PARIS LETTER/Lara Marlowe Dr Taieb summoned his colleagues to look at the X-ray

PARIS LETTER/Lara MarloweDr Taieb summoned his colleagues to look at the X-ray. "It's an enchondroma, a benign tumour that attacks the hand bones," he said pointing at the wavy outline of my fifth metacarpal, broken into several pieces. The enchondroma had weakened the bone, so it snapped when I crash-landed after my bicycle hit a cobblestone. I headed for a hospital emergency room, and my first encounter with what the World Health Organisation (WHO) claims is the world's best healthcare system.

Dr Taieb wrapped the injured right paw like a mummy, and gave me a splint and sling. I'm a right-handed journalist, with a clumsy left hand, I explained.
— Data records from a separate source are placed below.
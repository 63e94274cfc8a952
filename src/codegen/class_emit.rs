//! Per-class bytecode emission (§4.3 Class emission): dispatches on class
//! kind and runtime annotations to assemble one or more complete class
//! files, delegating every method body to `method_emit`. A class carrying
//! the `builder` annotation emits a second, nested class file alongside its
//! own, so every public entry point here returns a list rather than a
//! single `(name, bytes)` pair.

use crate::ast::{ClassKind, Modifier, TypeRef};
use crate::codegen::class_file::{
    Attribute, AttributeData, ClassFileWriter, MemberInfo, ACC_ABSTRACT, ACC_ANNOTATION, ACC_ENUM, ACC_FINAL,
    ACC_INTERFACE, ACC_PRIVATE, ACC_PROTECTED, ACC_PUBLIC, ACC_STATIC, ACC_SUPER,
};
use crate::codegen::descriptors::{self, OBJECT_DESC, OBJECT_INTERNAL};
use crate::codegen::method_emit::{self, MethodBody};
use crate::codegen::prescan::PreScan;
use crate::codegen::synth;
use crate::codegen_log;
use crate::compiler_messages::compiler_errors::Diagnostic;
use crate::mir::{BlockId, LocalId, MirBlock, MirClass, MirField, MirFunction, MirInst, Operand, Terminator};
use crate::string_interning::{StringId, StringTable};

/// Dispatches on `class.kind`, returning every class file this one class
/// contributes to the output (more than one only for `builder`).
pub fn emit_class(class: &MirClass, prescan: &PreScan, table: &mut StringTable) -> Result<Vec<(String, Vec<u8>)>, Diagnostic> {
    codegen_log!("emit_class: kind {:?}, {} methods", class.kind, class.methods.len());
    match class.kind {
        ClassKind::Annotation => Ok(vec![emit_annotation_class(class, table)?]),
        _ => emit_ordinary_class(class, prescan, table),
    }
}

fn class_file_name(internal: &str) -> String {
    format!("{internal}.class")
}

fn has_method_named(class: &MirClass, table: &StringTable, name: &str) -> bool {
    class.methods.iter().any(|m| !m.is_constructor && m.name.resolve(table) == name)
}

fn has_annotation(class: &MirClass, table: &StringTable, name: &str) -> bool {
    class.annotations.iter().any(|a| a.resolve(table) == name)
}

fn class_access_flags(class: &MirClass) -> u16 {
    let mut flags = if class.modifiers.contains(&Modifier::Private) { 0 } else { ACC_PUBLIC };
    match class.kind {
        ClassKind::Interface => flags |= ACC_INTERFACE | ACC_ABSTRACT,
        ClassKind::Enum => flags |= ACC_SUPER | ACC_ENUM,
        ClassKind::Object => flags |= ACC_SUPER | ACC_FINAL,
        ClassKind::Class => {
            flags |= ACC_SUPER;
            if class.modifiers.contains(&Modifier::Final) {
                flags |= ACC_FINAL;
            }
            if class.modifiers.contains(&Modifier::Abstract) {
                flags |= ACC_ABSTRACT;
            }
        }
        ClassKind::Annotation => unreachable!("handled by emit_annotation_class"),
    }
    flags
}

fn field_access_flags(field: &MirField) -> u16 {
    let mut flags = ACC_PUBLIC;
    if field.modifiers.contains(&Modifier::Private) {
        flags &= !ACC_PUBLIC;
        flags |= ACC_PRIVATE;
    }
    if field.modifiers.contains(&Modifier::Protected) {
        flags &= !ACC_PUBLIC;
        flags |= ACC_PROTECTED;
    }
    if field.modifiers.contains(&Modifier::Static) {
        flags |= ACC_STATIC;
    }
    if field.modifiers.contains(&Modifier::Final) || field.modifiers.contains(&Modifier::Val) {
        flags |= ACC_FINAL;
    }
    flags
}

fn superclass_internal(class: &MirClass, table: &StringTable) -> String {
    match &class.superclass {
        Some(TypeRef::Simple(name, _)) | Some(TypeRef::Generic(name, _, _)) => {
            descriptors::internal_name_of(name.resolve(table))
        }
        _ => OBJECT_INTERNAL.to_string(),
    }
}

fn is_empty_body(f: &MirFunction) -> bool {
    f.blocks.len() == 1 && f.blocks[0].instructions.is_empty() && matches!(f.blocks[0].terminator, Terminator::Unreachable)
}

// ----------------------------------------------------------- <clinit> splicing

fn shift_operand(op: Operand, lo: u32) -> Operand {
    match op {
        Operand::Local(id) => Operand::Local(LocalId(id.0 + lo)),
        other => other,
    }
}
He shook his head from side to side, smiling. "It will hurt for the rest of your life," he predicted. "You'll have a hard time working." Tears welled up in my eyes; the cheerful doctor gave me a pat on the head and an appointment with an orthopaedist for three weeks later.

"Ah, to cause pain like the breaking of bones," the poet Louis Aragon wrote. That night, I understood what he meant.

I determined to find the best hand specialist in Paris, and arrived at the Clinique Jouvenet in the 16th arrondissement (district) at lunch-time the following day. Dr Lenoble's verdict was more reassuring; he would graft a bone from my wrist to replace the smashed one. In three to four months, my hand would be perfect.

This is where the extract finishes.